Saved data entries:
#####

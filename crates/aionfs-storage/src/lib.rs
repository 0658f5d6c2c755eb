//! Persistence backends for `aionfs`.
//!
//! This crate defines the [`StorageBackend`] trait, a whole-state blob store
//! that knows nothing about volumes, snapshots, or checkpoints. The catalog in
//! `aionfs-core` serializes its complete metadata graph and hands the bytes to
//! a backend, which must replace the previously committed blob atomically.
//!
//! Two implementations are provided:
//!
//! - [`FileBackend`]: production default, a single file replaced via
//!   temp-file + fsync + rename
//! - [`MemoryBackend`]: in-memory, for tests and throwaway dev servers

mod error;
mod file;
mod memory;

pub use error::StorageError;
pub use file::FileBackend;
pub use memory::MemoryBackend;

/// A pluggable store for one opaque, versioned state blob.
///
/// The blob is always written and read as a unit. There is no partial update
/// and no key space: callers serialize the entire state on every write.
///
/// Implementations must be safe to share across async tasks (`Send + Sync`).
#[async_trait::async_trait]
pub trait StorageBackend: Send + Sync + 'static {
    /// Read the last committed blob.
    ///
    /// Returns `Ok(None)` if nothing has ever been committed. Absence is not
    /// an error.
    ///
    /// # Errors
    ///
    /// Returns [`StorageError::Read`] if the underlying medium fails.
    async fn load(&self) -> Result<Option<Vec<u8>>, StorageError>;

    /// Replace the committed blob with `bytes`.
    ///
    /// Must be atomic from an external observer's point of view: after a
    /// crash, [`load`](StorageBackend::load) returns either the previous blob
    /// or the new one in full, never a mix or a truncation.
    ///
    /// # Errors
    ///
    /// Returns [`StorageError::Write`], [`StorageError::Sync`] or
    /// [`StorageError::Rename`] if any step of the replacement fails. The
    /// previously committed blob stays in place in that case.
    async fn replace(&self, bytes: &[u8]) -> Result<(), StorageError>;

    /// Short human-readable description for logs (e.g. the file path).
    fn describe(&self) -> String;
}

#####

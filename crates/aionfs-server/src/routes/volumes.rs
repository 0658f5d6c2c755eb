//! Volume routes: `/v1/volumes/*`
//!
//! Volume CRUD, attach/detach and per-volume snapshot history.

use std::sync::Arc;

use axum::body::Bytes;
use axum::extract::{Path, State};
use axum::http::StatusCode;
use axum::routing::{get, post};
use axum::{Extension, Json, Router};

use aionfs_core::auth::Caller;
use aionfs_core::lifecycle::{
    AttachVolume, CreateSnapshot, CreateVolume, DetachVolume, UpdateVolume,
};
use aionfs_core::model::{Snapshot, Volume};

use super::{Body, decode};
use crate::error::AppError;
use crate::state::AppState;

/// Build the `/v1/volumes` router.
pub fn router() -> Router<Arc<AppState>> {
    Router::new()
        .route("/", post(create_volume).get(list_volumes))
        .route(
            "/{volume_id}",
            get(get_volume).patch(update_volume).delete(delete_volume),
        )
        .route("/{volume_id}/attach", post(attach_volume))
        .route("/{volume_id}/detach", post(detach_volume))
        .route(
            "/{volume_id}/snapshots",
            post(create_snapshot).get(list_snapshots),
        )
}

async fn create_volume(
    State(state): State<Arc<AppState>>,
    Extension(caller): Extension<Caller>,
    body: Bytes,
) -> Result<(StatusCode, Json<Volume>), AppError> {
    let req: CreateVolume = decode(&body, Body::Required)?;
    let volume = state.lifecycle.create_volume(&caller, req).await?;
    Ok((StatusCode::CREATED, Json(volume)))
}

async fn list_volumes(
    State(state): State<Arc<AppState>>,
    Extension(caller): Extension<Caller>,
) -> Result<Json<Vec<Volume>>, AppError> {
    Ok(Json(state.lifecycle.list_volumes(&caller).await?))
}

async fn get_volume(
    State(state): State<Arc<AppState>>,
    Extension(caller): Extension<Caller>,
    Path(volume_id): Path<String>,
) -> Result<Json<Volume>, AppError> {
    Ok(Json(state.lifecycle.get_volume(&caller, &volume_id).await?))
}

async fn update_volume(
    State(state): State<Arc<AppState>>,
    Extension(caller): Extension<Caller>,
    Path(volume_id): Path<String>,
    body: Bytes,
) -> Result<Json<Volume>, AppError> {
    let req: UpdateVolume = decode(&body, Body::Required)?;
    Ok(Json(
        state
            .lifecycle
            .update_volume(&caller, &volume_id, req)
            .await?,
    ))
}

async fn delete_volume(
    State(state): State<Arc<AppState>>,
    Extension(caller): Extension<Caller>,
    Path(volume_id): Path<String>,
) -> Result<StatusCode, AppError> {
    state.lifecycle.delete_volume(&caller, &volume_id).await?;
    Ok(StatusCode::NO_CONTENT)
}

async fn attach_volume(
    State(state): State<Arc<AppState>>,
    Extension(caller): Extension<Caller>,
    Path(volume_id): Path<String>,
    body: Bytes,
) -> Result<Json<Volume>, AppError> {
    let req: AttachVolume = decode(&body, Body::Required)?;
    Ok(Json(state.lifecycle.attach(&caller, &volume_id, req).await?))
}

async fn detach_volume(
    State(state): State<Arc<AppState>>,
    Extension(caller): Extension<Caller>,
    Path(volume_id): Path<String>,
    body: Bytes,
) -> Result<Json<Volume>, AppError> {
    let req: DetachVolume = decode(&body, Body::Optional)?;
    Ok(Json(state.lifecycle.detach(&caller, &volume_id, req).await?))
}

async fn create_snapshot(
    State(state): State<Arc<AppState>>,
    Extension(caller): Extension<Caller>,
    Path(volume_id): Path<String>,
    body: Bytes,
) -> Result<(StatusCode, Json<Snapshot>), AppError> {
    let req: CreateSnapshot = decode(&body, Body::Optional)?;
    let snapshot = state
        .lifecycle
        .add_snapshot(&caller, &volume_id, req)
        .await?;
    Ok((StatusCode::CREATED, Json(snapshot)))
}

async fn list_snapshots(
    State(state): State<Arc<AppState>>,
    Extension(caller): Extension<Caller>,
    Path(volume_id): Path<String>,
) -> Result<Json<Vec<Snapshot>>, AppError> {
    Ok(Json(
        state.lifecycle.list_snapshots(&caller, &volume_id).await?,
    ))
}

#####

Among the records above, extract exactly the lines from the line with "use crate::error::AppError;" to the line with "let req: CreateVolume", both lines included, and leave out the rest.

## Exercise solution
use crate::error::AppError;
use crate::state::AppState;

/// Build the `/v1/volumes` router.
pub fn router() -> Router<Arc<AppState>> {
    Router::new()
        .route("/", post(create_volume).get(list_volumes))
        .route(
            "/{volume_id}",
            get(get_volume).patch(update_volume).delete(delete_volume),
        )
        .route("/{volume_id}/attach", post(attach_volume))
        .route("/{volume_id}/detach", post(detach_volume))
        .route(
            "/{volume_id}/snapshots",
            post(create_snapshot).get(list_snapshots),
        )
}

async fn create_volume(
    State(state): State<Arc<AppState>>,
    Extension(caller): Extension<Caller>,
    body: Bytes,
) -> Result<(StatusCode, Json<Volume>), AppError> {
    let req: CreateVolume = decode(&body, Body::Required)?;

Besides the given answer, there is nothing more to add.